(Stored items)
=====
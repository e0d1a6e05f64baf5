//! Generation Pipeline
//!
//! Six-stage state machine driving one run:
//!
//! ```text
//! Interpret → Scaffold → UnitTest → Execute ⇄ Repair → Report
//!                 └────────── skip tests ──────────────┘
//! ```
//!
//! ## Guarantees
//!
//! - Each stage emits one `stage_started` and at least one content or result
//!   event, and the run is persisted before the next stage begins.
//! - `repair_attempts` is incremented once per Repair entry, before Execute
//!   runs again, and never exceeds the run's budget.
//! - Engine and sandbox failures are absorbed (fallbacks, failing results).
//!   Anything else aborts the run with a single `build_error`.
//! - Cancellation is checked at every stage boundary and interrupts in-flight
//!   engine and sandbox awaits.

pub mod events;
mod stages;

use std::sync::Arc;
use std::time::Duration;

use tokio::task::JoinHandle;
use tokio::sync::mpsc::UnboundedReceiver;
use tokio_util::sync::CancellationToken;
use tracing::{info, instrument, warn};

pub use events::EventSink;

use self::events::repair_progress;
use self::stages::StageEngine;
use crate::ai::{SharedEngine, cancellable};
use crate::config::PipelineConfig;
use crate::constants::pipeline::progress;
use crate::sandbox::SharedTestRunner;
use crate::storage::SharedRecorder;
use crate::types::{
    Degradation, FileSet, Observation, Result, Run, RunRequest, Stage, StreamEvent, VerificationResult,
    VerigenError,
};

/// Handle to a run started in the background
pub struct RunHandle {
    pub run_id: String,
    pub events: UnboundedReceiver<StreamEvent>,
    pub cancel: CancellationToken,
    pub join: JoinHandle<Run>,
}

impl RunHandle {
    /// Wait for the terminal run snapshot
    pub async fn wait(self) -> Result<Run> {
        self.join.await.map_err(|e| VerigenError::UnhandledRun {
            stage: "unknown".to_string(),
            message: format!("run task failed: {}", e),
        })
    }
}

pub struct GenerationPipeline {
    stages: StageEngine,
    runner: SharedTestRunner,
    recorder: Option<SharedRecorder>,
    config: PipelineConfig,
}

impl GenerationPipeline {
    pub fn new(engine: SharedEngine, runner: SharedTestRunner, config: PipelineConfig) -> Self {
        Self {
            stages: StageEngine::new(engine, Duration::from_secs(config.stage_timeout_secs)),
            runner,
            recorder: None,
            config,
        }
    }

    pub fn with_recorder(mut self, recorder: SharedRecorder) -> Self {
        self.recorder = Some(recorder);
        self
    }

    /// Fresh run for a request, using the configured repair budget unless
    /// the request overrides it
    pub fn new_run(&self, request: &RunRequest) -> Run {
        Run::new(request, self.config.max_repair_attempts)
    }

    /// Spawn a run and return its event stream, cancellation token and join
    /// handle
    pub fn start(self: &Arc<Self>, request: RunRequest) -> RunHandle {
        let (sink, events) = EventSink::channel();
        let cancel = CancellationToken::new();
        let run = self.new_run(&request);
        let run_id = run.id.clone();

        let pipeline = Arc::clone(self);
        let token = cancel.clone();
        let join = tokio::spawn(async move { pipeline.execute_run(run, sink, token).await });

        RunHandle {
            run_id,
            events,
            cancel,
            join,
        }
    }

    /// Run a request to completion
    pub async fn run(&self, request: RunRequest, sink: EventSink, cancel: CancellationToken) -> Run {
        let run = self.new_run(&request);
        self.execute_run(run, sink, cancel).await
    }

    /// Drive `run` to a terminal state. Never fails: errors end the run.
    #[instrument(skip_all, fields(run_id = %run.id, skip_tests = run.skip_tests))]
    pub async fn execute_run(&self, mut run: Run, sink: EventSink, cancel: CancellationToken) -> Run {
        info!(
            "Generation Pipeline: Starting (max_repairs={}, runner={})",
            run.max_repair_attempts,
            self.runner.name()
        );

        if let Err(e) = self.drive(&mut run, &sink, &cancel).await {
            self.abort(&mut run, &sink, e).await;
        }

        info!(
            "Generation Pipeline: Finished (success={}, repairs={}, latency={}ms)",
            run.success,
            run.repair_attempts,
            run.latency_ms()
        );
        run
    }

    async fn drive(&self, run: &mut Run, sink: &EventSink, cancel: &CancellationToken) -> Result<()> {
        // ===== Interpret =====
        self.enter(run, Stage::Interpret, sink, cancel)?;
        let contract = self.stages.interpret(&run.prompt, sink, cancel).await?;
        run.contract = Some(contract.clone());
        sink.progress(Stage::Interpret, progress::INTERPRET);
        self.record(run).await?;

        // ===== Scaffold =====
        self.enter(run, Stage::Scaffold, sink, cancel)?;
        let scaffold = self.stages.scaffold(&contract, sink, cancel).await?;
        run.scaffold_files = scaffold.clone();
        sink.progress(Stage::Scaffold, progress::SCAFFOLD);
        self.record(run).await?;

        if run.skip_tests {
            info!("Tests skipped; going straight to Report");
            return self.report(run, scaffold, sink, cancel).await;
        }

        // ===== UnitTest =====
        self.enter(run, Stage::UnitTest, sink, cancel)?;
        let tests = self.stages.unit_test(&contract, &scaffold, sink, cancel).await?;
        run.test_files = tests.clone();
        sink.progress(Stage::UnitTest, progress::UNIT_TEST);
        self.record(run).await?;

        // ===== Execute ⇄ Repair =====
        let mut files = scaffold;
        loop {
            self.enter(run, Stage::Execute, sink, cancel)?;
            let result = self.execute(&files, &tests, cancel).await?;
            info!(
                "Execute: {}/{} passed{}",
                result.passed_count(),
                result.total_count(),
                if result.timed_out() { " (timed out)" } else { "" }
            );
            sink.test_result(Stage::Execute, &result);
            let passed = result.passed();
            run.last_result = Some(result);
            sink.progress(Stage::Execute, repair_progress(run.repair_attempts, run.max_repair_attempts));
            self.record(run).await?;

            if !run.can_repair() {
                if !passed {
                    warn!(
                        "{} after {} attempts",
                        Degradation::RepairBudgetExhausted,
                        run.repair_attempts
                    );
                    sink.reasoning(
                        Stage::Execute,
                        format!("{}: tests still failing after {} repairs", Degradation::RepairBudgetExhausted, run.repair_attempts),
                    );
                }
                break;
            }

            self.enter(run, Stage::Repair, sink, cancel)?;
            run.repair_attempts += 1;
            let last = run.last_result.clone().unwrap_or_else(|| VerificationResult::failure(""));
            files = self
                .stages
                .repair(&contract, &files, &tests, &last, sink, cancel)
                .await?;
            run.final_files = files.clone();
            sink.progress(Stage::Repair, repair_progress(run.repair_attempts, run.max_repair_attempts));
            self.record(run).await?;
        }

        self.report(run, files, sink, cancel).await
    }

    /// Check cancellation, move to `stage` and announce it
    fn enter(&self, run: &mut Run, stage: Stage, sink: &EventSink, cancel: &CancellationToken) -> Result<()> {
        if cancel.is_cancelled() {
            return Err(VerigenError::Cancelled);
        }
        if run.stage != stage {
            run.transition(stage)?;
        }
        info!("Stage {}: {}", stage.as_u8(), stage.name());
        sink.stage_started(stage);
        Ok(())
    }

    /// Sandbox failures become failing results; cancellation and anything
    /// else propagate
    async fn execute(&self, files: &FileSet, tests: &FileSet, cancel: &CancellationToken) -> Result<VerificationResult> {
        match cancellable(cancel, self.runner.run_tests(files, tests)).await {
            Ok(result) => Ok(result),
            Err(VerigenError::SandboxTimeout { .. }) => Ok(VerificationResult::timeout()),
            Err(e) if e.is_sandbox_failure() => {
                warn!("Sandbox failure during Execute: {}", e);
                Ok(VerificationResult::failure(e.to_string()))
            }
            Err(e) => Err(e),
        }
    }

    async fn report(&self, run: &mut Run, files: FileSet, sink: &EventSink, cancel: &CancellationToken) -> Result<()> {
        self.enter(run, Stage::Report, sink, cancel)?;
        run.complete(files);
        sink.progress(Stage::Report, progress::REPORT);
        self.record(run).await?;

        if let Some(recorder) = &self.recorder {
            let observation = Observation::from_run(run, self.stages.model());
            if let Err(e) = recorder.record_observation(&observation).await {
                warn!("Failed to record observation for {}: {}", run.id, e);
                sink.error(format!("failed to record observation: {}", e));
            }
        }

        sink.build_ok(run);
        Ok(())
    }

    /// Terminal failure: one `build_error`, partial files kept, run persisted
    async fn abort(&self, run: &mut Run, sink: &EventSink, error: VerigenError) {
        let stage = run.stage;
        let message = match error {
            VerigenError::Cancelled => "cancelled".to_string(),
            other => other.to_string(),
        };
        warn!("Run {} aborted in {}: {}", run.id, stage, message);

        run.fail(message.clone());
        sink.build_error(stage, message);

        if let Some(recorder) = &self.recorder
            && let Err(e) = recorder.record_stage(run).await
        {
            warn!("Failed to persist aborted run {}: {}", run.id, e);
        }
    }

    async fn record(&self, run: &Run) -> Result<()> {
        match &self.recorder {
            Some(recorder) => recorder.record_stage(run).await,
            None => Ok(()),
        }
    }
}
=====
# Exercise
For every line above in which the string "enter" appears, add one; please give the final count and nothing else.

# Solution to this task
7